Bird Banding at SpruceHaven

13 and 14 May 2017

     Due to a prior commitment to lead a walk for the Bridgeport Neighbourhood Association at Bechtel Park I was unable to make it out to the mist nets on Saturday, but Kevin, Heather and Daina were there to handle everything so all went off as planned. In fact they had a great day with a variety of species reflecting the diversity of spring migration.
     I have been trying to photograph every species that we trap in our nets so Daina remembered to photograph some of the recoveries on Saturday.


Mourning Dove

Palm Warbler ("Western" race)

As above

Northern Flicker (Yellow-shafted)

All species banded 13 May:  Mourning Dove (1), Northern Flicker (2), Black-capped Chickadee (3), Ruby-crowned Kinglet (1), Grey Catbird (1), Veery (1), American Robin (2), American Goldfinch (1), Ovenbird (2), Common Yellowthroat (1), Palm Warbler (2), Baltimore Oriole (2), Brown-headed Cowbird (1), Red-winged Blackbird (6), Common Grackle (4), Song Sparrow (4).
      We all assembled a little before 06:00h on Sunday morning and were delighted to be joined by Daina's young sister, Nicole, who got out of bed early in order to visit our mist nets at SpruceHaven. Kudos to Daina for bringing her and to Nicole for coming.

Kevin, Nicole, Daina, Heather

    One of our first capture was a Wilson's Warbler Cardellina pusilla, shown here with its band securely attached.

     Nicole did the round of the nets with us each time and we asked her if she would like to record one of the birds. Under careful directions from her big sister, Daina, she made her entry into the records.

          And looked pretty satisfied with herself when it was all done!

     An adult White-crowned Sparrow Zonotrichia leucophrys  was captured, probably right around the end of this species' spring migration through southern Ontario.

     Daina took over the scribing duties for a while.

     Unlike Saturday we did not trap many birds, but a new species for the year was a Lincoln's Sparrow Melospiza lincolnii.

     It had been very satisfying on Saturday to capture two Ovenbirds Seiurus aurocapilla and we were happy to net another one on Sunday.

     As I post these pictures I am starting to wonder how many times Kevin's hands have appeared on the internet!
     This Common Grackle Quisculus quiscula let Kevin know it was not happy until he released it.
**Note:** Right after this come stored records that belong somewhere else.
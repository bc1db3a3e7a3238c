//! `{E}FactoryDefineInput`: everything a caller may supply as default data.

use proc_macro2::{Ident, Span, TokenStream};
use quote::quote;
use tracing::debug;

use super::{CLIENT_NAMESPACE, Declaration, DeclarationKind, EntityContext, property_signature};
use crate::classify::{relation_fields, scalar_fields};
use crate::errors::GeneratorError;
use crate::naming::to_ident;
use crate::scalar_type::scalar_field_type;
use crate::template::{Bindings, Template};

const TEMPLATE: &str = "type DEFINE_INPUT = { MEMBERS };";

/// Generates the define-input type alias.
///
/// Scalar fields come first, all optional. Relation fields follow, typed by
/// their nested input type in the client namespace and optional unless the
/// schema marks them required.
pub fn generate_define_input_type(ctx: &EntityContext<'_>) -> Result<Declaration, GeneratorError> {
    let name = &ctx.names.define_input;

    let fragment = Template::statement(TEMPLATE)?.render(
        Bindings::new()
            .node("DEFINE_INPUT", to_ident(name, "define input type")?)
            .lazy("MEMBERS", || members(ctx)),
    )?;

    debug!(model = %ctx.model.name, declaration = %name, "Generated define input type");

    let declaration = Declaration::new(DeclarationKind::TypeAlias, fragment).introducing(name);
    Ok(if declaration.contains_ident(CLIENT_NAMESPACE) {
        declaration.referencing(CLIENT_NAMESPACE)
    } else {
        declaration
    })
}

fn members(ctx: &EntityContext<'_>) -> Result<TokenStream, GeneratorError> {
    let model_name = &ctx.model.name;
    let namespace = Ident::new(CLIENT_NAMESPACE, Span::call_site());
    let mut tokens = TokenStream::new();

    for field in scalar_fields(ctx.input_type) {
        let ty = scalar_field_type(model_name, &field.name, &field.input_types[0])?;
        tokens.extend(property_signature(&field.name, true, ty, "input field name")?);
    }

    for field in relation_fields(ctx.input_type) {
        let nested = to_ident(&field.input_types[0].type_name, "nested input type")?;
        tokens.extend(property_signature(
            &field.name,
            !field.is_required,
            quote!(#namespace.#nested),
            "input field name",
        )?);
    }

    Ok(tokens)
}
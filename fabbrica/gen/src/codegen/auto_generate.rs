//! `autoGenerate{E}ScalarsOrEnums`: fills every required scalar field.
//!
//! Each entry calls the runtime value generator for the field's scalar kind:
//!
//! ```text
//! function autoGenerateUserScalarsOrEnums(): UserScalarOrEnumFields {
//!     return {
//!         id: scalarFieldValueGenerator.String({ modelName: "User", fieldName: "id", isId: true, isUnique: false }),
//!         name: scalarFieldValueGenerator.String({ modelName: "User", fieldName: "name", isId: false, isUnique: false })
//!     };
//! }
//! ```
//!
//! The `isId`/`isUnique` flags come from the entity's own field list, matched
//! by name against the input field.

use proc_macro2::{Ident, Span, TokenStream};
use quote::quote;
use tracing::debug;

use super::{Declaration, DeclarationKind, EntityContext};
use crate::classify::required_scalar_fields;
use crate::errors::GeneratorError;
use crate::naming::to_ident;
use crate::scalar_type::scalar_kind;
use crate::template::{Bindings, Template};

/// Runtime value generator, keyed by scalar kind.
const VALUE_GENERATOR: &str = "scalarFieldValueGenerator";

const TEMPLATE: &str = r#"
    function AUTO_GENERATE(): SCALAR_FIELDS {
        return VALUES;
    }
"#;

const VALUE_TEMPLATE: &str = r#"
    scalarFieldValueGenerator.SCALAR_TYPE({
        modelName: MODEL_NAME,
        fieldName: FIELD_NAME,
        isId: IS_ID,
        isUnique: IS_UNIQUE
    })
"#;

/// Generates the auto-generate function.
///
/// ## Errors
///
/// - `GeneratorError::ModelFieldNotFound` when a required scalar input field
///   has no entity field of the same name
/// - `GeneratorError::UnknownScalarType` for a scalar kind outside the
///   supported set
pub fn generate_auto_generate_function(ctx: &EntityContext<'_>) -> Result<Declaration, GeneratorError> {
    let names = &ctx.names;
    let value_template = Template::expression(VALUE_TEMPLATE)?;

    let fragment = Template::statement(TEMPLATE)?.render(
        Bindings::new()
            .node("AUTO_GENERATE", to_ident(&names.auto_generate, "auto-generate function")?)
            .node("SCALAR_FIELDS", to_ident(&names.scalar_fields, "scalar fields type")?)
            .lazy("VALUES", || object_literal(ctx, &value_template)),
    )?;

    debug!(model = %ctx.model.name, declaration = %names.auto_generate, "Generated auto-generate function");

    let declaration = Declaration::new(DeclarationKind::Function, fragment)
        .introducing(&names.auto_generate)
        .referencing(&names.scalar_fields);
    Ok(if declaration.contains_ident(VALUE_GENERATOR) {
        declaration.referencing(VALUE_GENERATOR)
    } else {
        declaration
    })
}

fn object_literal(ctx: &EntityContext<'_>, value_template: &Template) -> Result<TokenStream, GeneratorError> {
    let model_name = &ctx.model.name;
    let mut entries = Vec::new();

    for field in required_scalar_fields(ctx.input_type) {
        let descriptor = &field.input_types[0];
        let kind = scalar_kind(model_name, &field.name, descriptor)?;
        let model_field = ctx
            .model
            .field(&field.name)
            .ok_or_else(|| GeneratorError::ModelFieldNotFound {
                model: model_name.clone(),
                field: field.name.clone(),
            })?;

        let value = value_template.render(
            Bindings::new()
                .node("SCALAR_TYPE", Ident::new(&kind.to_string(), Span::call_site()))
                .string("MODEL_NAME", model_name)
                .string("FIELD_NAME", &field.name)
                .boolean("IS_ID", model_field.is_id)
                .boolean("IS_UNIQUE", model_field.is_unique),
        )?;

        let key = to_ident(&field.name, "input field name")?;
        entries.push(if descriptor.is_list {
            quote!(#key: [#value])
        } else {
            quote!(#key: #value)
        });
    }

    Ok(quote!({ #(#entries),* }))
}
     The iridescence on this species imparts a beautiful quality to its plumage and when seen strutting in sunlight it is magical to watch the constant change of hues.
     Grey Catbird Dumatella carolinensis is quite common from spring through fall and no doubt breeds at SpruceHaven. We just haven't located the nest.

     Perhaps Kevin and Heather were checking the finer points of identification or aging as it relates to Grey Catbirds; in any event they were engrossed over some detail or other.

     Our final bird of the day was a Common Starling Sturnus vulgaris, a non native species which is a problem bird,  as it aggressively drives out native cavity-nesting species from suitable nest sites. It is implicated in the serious decline of some of these species.

     In keeping with its feisty nature it screamed at Kevin the whole time it was in his hand.
     We might have hoped for a little more active morning so that Nicole could have seen a wider range of species, but we had to close the nets early as the wind picked up substantially. Perhaps she will come out again.

All species 14 May: Grey Catbird (1), Common Starling (1), American Robin (1), Ovenbird (1), Wilson's Warbler (1), Song Sparrow (1), Lincoln's Sparrow (1), White-crowned Sparrow (1).